- [Instructions for the task]: Which of the lines below holds the string "malformed"? Copy every line that does.

- [Provided data]:
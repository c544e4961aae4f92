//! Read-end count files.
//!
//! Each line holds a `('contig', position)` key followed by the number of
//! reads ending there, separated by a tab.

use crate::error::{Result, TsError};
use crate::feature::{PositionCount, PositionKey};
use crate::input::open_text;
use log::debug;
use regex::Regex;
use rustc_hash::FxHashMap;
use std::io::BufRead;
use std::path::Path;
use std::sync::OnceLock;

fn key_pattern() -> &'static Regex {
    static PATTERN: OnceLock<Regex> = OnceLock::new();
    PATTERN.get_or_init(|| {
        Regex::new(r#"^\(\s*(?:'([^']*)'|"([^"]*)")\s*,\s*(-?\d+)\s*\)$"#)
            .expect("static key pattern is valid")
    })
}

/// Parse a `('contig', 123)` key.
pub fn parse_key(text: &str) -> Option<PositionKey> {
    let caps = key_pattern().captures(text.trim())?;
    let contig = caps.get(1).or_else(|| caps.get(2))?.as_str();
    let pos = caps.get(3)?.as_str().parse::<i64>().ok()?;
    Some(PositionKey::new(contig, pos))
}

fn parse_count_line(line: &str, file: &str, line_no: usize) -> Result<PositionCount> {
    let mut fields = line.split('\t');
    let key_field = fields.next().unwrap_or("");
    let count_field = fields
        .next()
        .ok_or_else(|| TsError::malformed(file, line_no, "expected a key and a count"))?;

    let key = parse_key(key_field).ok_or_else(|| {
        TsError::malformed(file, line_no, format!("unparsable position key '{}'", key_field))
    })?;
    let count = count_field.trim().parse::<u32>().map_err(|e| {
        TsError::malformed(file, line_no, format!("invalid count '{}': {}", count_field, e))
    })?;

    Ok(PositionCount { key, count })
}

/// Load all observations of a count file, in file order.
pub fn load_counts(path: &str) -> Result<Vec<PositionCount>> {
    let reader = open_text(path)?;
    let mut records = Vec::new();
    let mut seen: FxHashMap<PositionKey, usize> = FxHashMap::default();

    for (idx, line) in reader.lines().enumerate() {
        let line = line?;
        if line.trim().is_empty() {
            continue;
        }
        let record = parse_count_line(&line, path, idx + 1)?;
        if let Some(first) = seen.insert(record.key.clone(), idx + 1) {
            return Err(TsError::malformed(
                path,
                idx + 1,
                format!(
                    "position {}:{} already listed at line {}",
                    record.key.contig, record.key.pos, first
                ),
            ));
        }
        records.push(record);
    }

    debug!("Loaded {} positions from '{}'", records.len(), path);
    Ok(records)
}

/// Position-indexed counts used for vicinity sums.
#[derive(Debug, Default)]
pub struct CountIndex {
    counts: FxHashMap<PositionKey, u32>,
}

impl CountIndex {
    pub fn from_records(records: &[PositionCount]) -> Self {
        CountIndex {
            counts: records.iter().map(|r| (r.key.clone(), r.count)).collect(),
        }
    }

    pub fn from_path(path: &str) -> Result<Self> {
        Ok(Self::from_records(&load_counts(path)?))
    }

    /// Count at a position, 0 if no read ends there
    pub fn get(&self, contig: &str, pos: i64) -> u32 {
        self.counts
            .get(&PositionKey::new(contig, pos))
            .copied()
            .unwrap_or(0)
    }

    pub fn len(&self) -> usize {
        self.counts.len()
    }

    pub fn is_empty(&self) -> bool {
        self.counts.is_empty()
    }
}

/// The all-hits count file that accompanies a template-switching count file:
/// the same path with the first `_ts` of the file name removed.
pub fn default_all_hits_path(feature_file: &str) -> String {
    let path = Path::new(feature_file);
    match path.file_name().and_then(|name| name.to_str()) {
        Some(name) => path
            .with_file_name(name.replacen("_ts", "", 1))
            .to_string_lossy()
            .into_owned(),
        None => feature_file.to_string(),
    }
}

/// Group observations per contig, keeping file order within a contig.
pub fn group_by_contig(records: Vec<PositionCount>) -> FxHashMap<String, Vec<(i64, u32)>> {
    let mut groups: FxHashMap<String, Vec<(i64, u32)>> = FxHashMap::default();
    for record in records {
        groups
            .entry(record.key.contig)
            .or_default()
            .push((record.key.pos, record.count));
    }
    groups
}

...

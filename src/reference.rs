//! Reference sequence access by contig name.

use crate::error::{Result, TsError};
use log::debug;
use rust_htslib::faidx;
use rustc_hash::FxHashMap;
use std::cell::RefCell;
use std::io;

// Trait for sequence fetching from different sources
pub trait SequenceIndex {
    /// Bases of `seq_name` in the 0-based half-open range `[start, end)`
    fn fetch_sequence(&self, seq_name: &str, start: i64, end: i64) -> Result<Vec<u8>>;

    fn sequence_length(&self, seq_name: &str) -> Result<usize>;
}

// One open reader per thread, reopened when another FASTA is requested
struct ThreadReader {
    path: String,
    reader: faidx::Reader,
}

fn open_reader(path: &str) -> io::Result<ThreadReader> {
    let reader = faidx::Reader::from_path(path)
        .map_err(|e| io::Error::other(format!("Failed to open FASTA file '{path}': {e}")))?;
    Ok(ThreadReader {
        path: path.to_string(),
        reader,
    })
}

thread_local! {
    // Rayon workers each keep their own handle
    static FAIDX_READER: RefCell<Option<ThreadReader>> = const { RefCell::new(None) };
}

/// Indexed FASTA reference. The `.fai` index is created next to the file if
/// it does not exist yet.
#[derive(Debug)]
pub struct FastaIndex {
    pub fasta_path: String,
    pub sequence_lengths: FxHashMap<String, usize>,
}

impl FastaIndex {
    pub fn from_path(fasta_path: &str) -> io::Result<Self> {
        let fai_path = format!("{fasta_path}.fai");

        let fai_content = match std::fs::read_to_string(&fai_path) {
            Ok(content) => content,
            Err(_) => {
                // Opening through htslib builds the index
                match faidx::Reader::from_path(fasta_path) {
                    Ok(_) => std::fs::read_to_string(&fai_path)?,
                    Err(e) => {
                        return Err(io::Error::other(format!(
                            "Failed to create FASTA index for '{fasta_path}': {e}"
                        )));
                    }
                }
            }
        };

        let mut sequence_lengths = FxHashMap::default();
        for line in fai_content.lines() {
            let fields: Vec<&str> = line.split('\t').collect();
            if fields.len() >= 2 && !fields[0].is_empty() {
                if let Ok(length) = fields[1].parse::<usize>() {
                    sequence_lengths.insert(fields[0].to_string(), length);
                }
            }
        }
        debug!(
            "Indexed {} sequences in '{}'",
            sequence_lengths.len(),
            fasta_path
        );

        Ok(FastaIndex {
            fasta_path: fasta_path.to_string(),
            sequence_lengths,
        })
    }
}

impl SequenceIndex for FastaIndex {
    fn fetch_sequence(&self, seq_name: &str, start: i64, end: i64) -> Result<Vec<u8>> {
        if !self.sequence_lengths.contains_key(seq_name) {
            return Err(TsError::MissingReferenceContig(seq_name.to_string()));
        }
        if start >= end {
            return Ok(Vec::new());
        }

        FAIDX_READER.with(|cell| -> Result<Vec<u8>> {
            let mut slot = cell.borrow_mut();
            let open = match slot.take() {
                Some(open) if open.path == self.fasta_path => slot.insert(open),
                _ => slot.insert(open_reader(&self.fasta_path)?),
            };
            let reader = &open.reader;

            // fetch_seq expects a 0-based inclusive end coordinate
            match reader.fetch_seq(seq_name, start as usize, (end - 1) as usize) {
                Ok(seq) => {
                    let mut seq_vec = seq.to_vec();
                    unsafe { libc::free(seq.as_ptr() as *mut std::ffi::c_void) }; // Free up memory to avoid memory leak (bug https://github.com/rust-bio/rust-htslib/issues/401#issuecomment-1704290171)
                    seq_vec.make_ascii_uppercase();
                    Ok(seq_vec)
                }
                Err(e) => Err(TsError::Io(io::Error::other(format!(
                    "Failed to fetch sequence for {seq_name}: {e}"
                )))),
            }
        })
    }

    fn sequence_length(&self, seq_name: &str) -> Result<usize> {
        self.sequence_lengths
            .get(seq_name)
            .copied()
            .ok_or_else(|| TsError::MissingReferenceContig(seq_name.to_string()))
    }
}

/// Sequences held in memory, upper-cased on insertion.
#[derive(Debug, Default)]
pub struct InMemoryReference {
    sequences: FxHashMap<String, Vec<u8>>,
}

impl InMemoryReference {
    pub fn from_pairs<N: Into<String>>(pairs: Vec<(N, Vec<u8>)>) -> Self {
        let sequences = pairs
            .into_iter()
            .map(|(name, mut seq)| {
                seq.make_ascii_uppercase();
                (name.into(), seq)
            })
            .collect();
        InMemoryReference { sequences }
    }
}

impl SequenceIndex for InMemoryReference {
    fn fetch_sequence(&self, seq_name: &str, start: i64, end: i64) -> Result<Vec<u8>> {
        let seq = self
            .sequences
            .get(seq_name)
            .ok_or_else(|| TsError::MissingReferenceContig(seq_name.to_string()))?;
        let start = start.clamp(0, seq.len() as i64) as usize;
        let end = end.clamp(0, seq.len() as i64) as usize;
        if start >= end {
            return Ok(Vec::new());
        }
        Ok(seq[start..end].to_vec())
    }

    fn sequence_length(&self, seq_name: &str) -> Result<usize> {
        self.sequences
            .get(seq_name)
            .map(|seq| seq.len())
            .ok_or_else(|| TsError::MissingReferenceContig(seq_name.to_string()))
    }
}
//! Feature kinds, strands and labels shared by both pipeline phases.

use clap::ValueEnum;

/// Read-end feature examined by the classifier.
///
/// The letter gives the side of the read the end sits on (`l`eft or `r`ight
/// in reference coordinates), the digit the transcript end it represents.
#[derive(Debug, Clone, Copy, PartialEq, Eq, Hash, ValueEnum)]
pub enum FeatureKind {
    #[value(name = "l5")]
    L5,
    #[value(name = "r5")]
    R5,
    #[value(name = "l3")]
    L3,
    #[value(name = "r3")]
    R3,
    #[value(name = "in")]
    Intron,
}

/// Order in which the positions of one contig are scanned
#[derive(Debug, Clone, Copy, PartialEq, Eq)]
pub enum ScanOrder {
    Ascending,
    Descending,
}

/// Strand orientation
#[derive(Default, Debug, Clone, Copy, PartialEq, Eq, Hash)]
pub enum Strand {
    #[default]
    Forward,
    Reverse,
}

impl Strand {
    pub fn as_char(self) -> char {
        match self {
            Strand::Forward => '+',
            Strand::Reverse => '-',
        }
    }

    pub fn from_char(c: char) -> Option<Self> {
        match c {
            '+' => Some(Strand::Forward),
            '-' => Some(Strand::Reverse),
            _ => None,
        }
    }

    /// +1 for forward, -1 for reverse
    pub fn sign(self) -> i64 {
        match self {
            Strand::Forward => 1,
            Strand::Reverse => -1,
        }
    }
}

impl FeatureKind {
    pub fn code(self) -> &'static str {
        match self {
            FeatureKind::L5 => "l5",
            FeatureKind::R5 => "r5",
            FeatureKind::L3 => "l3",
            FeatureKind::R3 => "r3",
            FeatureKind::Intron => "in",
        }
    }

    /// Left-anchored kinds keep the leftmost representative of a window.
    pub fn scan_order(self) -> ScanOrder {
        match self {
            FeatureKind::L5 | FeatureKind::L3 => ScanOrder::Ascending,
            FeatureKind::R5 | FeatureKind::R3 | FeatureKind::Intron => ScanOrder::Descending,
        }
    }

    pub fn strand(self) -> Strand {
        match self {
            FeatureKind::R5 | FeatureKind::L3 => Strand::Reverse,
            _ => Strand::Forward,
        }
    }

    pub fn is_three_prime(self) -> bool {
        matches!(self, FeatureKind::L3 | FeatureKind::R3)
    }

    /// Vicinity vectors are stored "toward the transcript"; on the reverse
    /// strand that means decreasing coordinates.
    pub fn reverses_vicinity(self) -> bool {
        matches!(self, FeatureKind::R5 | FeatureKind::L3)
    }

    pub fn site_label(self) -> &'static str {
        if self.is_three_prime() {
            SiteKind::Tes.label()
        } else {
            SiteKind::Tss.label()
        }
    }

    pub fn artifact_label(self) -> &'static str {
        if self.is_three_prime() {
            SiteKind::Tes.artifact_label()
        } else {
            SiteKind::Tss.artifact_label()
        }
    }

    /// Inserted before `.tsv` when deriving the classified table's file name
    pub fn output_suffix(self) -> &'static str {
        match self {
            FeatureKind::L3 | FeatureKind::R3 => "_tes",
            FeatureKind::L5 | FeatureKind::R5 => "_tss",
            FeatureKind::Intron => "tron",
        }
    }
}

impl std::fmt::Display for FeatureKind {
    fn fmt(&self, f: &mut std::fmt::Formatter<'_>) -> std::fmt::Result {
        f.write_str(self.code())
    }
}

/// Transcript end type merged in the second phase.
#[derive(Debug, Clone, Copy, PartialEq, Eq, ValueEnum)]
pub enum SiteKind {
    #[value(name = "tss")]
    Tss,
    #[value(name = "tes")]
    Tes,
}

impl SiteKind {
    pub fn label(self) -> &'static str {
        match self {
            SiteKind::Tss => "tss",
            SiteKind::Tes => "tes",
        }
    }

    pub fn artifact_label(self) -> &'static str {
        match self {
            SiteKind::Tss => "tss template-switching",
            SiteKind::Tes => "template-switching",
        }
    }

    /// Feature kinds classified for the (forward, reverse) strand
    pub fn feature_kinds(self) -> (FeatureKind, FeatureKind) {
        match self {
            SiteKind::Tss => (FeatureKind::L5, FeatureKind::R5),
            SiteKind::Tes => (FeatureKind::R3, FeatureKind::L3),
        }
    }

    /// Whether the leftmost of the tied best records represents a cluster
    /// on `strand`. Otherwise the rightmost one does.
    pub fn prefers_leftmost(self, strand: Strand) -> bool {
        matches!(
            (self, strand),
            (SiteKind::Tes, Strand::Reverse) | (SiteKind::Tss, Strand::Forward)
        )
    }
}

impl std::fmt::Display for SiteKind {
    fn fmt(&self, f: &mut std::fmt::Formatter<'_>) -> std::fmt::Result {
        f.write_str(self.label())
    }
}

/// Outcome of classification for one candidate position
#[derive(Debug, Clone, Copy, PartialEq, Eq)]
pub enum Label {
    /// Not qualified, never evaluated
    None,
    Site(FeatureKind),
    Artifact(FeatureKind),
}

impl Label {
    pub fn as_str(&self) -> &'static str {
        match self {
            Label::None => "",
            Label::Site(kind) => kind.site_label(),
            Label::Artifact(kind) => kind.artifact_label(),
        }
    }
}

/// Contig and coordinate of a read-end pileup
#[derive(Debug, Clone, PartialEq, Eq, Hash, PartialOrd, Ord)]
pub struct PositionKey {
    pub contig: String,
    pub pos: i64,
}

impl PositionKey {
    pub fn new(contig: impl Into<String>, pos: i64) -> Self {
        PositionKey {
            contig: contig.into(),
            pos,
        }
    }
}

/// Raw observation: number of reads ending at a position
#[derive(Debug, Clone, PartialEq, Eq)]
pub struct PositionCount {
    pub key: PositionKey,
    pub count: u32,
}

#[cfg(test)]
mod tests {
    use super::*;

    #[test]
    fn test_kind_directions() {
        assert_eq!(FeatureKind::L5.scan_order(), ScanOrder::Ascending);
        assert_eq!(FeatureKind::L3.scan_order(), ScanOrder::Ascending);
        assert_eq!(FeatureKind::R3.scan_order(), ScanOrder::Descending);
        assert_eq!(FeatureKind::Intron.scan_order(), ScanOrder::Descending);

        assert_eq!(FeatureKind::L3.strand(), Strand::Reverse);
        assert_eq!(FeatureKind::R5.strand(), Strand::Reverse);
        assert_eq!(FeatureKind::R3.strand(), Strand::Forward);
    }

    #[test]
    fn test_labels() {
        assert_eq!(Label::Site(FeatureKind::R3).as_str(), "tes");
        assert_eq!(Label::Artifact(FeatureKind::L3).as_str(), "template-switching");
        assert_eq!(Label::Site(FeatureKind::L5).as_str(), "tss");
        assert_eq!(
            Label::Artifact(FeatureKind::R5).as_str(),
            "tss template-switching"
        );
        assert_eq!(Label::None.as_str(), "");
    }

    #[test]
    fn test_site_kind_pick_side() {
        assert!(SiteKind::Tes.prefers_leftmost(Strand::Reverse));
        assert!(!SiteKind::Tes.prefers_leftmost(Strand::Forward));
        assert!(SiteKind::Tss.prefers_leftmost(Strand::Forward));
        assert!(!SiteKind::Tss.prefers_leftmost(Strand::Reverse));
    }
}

--

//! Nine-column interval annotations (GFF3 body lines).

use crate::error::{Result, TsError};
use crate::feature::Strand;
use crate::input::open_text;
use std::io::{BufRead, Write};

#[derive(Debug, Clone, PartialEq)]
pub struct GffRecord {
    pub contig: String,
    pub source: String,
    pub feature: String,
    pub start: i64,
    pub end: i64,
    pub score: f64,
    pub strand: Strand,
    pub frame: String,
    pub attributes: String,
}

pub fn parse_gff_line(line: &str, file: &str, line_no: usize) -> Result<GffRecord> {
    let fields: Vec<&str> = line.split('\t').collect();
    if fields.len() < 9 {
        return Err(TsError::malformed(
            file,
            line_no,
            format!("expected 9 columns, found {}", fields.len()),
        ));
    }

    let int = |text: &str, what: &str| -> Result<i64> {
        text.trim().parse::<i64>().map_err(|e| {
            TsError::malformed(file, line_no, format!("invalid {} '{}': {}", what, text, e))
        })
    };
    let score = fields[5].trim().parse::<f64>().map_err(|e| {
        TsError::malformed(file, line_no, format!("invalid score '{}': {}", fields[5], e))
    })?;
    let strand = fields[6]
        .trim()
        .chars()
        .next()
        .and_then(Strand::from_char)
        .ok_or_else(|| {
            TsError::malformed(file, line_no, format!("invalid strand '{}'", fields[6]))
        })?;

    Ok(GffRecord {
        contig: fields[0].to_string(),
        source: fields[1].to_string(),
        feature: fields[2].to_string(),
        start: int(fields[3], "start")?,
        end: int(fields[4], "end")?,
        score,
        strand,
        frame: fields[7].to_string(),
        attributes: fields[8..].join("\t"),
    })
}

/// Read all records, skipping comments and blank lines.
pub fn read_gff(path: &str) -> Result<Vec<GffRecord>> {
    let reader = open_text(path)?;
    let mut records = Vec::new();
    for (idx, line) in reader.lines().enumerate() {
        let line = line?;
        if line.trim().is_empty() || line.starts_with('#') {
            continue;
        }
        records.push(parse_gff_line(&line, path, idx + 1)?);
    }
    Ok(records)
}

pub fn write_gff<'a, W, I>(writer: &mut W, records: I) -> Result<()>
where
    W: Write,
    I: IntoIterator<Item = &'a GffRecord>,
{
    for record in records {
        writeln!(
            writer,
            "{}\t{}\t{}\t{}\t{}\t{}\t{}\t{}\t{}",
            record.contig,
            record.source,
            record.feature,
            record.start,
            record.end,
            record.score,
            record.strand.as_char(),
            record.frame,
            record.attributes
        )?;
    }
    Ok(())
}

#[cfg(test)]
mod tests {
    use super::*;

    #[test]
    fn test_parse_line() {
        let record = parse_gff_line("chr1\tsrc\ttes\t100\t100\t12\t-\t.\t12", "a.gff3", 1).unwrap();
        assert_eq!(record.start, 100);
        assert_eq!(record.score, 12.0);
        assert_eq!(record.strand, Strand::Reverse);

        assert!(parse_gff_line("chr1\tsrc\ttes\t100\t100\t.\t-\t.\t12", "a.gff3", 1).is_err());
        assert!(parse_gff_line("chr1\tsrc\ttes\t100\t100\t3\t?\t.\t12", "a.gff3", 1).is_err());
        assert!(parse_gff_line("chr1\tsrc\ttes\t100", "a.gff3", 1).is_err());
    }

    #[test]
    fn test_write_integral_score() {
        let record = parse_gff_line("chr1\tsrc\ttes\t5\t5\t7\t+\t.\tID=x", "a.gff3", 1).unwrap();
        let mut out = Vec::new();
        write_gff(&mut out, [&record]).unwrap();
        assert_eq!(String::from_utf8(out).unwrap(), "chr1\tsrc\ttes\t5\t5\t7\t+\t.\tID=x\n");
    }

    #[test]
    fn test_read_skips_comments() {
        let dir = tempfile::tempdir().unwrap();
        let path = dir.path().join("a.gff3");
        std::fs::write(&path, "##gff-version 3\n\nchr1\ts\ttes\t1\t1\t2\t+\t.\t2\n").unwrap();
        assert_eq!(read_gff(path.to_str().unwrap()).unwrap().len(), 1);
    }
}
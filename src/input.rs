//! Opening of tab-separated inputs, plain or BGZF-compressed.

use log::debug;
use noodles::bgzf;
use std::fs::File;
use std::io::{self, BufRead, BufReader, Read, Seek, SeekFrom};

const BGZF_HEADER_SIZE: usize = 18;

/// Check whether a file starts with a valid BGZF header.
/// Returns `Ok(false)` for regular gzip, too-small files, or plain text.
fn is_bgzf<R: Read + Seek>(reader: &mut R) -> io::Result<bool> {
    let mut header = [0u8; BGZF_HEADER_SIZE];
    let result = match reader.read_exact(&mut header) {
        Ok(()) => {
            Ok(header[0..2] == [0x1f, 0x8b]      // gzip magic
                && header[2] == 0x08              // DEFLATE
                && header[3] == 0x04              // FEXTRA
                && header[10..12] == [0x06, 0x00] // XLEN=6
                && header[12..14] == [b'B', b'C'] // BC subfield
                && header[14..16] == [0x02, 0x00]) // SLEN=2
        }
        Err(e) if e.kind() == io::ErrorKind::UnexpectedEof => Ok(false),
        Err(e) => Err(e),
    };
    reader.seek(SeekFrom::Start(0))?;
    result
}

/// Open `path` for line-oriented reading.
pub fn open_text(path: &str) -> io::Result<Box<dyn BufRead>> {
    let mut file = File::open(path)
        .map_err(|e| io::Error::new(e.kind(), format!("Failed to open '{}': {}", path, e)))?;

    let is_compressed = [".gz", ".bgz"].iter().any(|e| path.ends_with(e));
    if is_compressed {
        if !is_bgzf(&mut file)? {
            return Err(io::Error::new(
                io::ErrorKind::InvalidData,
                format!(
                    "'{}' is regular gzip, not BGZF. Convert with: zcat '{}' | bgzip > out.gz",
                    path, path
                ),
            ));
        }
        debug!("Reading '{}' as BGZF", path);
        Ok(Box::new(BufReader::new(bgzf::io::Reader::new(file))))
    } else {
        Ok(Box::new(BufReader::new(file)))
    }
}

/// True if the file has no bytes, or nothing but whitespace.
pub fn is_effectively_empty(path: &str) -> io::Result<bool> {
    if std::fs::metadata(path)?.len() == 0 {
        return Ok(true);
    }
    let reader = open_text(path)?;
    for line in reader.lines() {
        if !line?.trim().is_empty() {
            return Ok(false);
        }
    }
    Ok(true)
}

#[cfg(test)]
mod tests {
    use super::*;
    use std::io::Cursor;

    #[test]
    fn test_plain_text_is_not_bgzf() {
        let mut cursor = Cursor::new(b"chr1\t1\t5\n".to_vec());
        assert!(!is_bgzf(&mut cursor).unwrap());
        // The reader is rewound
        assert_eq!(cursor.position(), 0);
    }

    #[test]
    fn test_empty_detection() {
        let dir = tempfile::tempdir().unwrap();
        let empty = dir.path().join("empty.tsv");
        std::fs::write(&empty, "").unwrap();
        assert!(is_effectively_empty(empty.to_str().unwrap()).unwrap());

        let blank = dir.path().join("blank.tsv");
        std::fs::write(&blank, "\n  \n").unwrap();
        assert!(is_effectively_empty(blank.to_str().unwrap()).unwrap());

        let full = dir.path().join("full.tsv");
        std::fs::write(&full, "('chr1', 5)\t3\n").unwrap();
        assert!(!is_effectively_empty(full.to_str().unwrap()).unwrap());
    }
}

- [Finished exercise]:
        .ok_or_else(|| TsError::malformed(file, line_no, "expected a key and a count"))?;
        TsError::malformed(file, line_no, format!("unparsable position key '{}'", key_field))
        TsError::malformed(file, line_no, format!("invalid count '{}': {}", count_field, e))
            return Err(TsError::malformed(
        return Err(TsError::malformed(
            TsError::malformed(file, line_no, format!("invalid {} '{}': {}", what, text, e))
        TsError::malformed(file, line_no, format!("invalid score '{}': {}", fields[5], e))
            TsError::malformed(file, line_no, format!("invalid strand '{}'", fields[6]))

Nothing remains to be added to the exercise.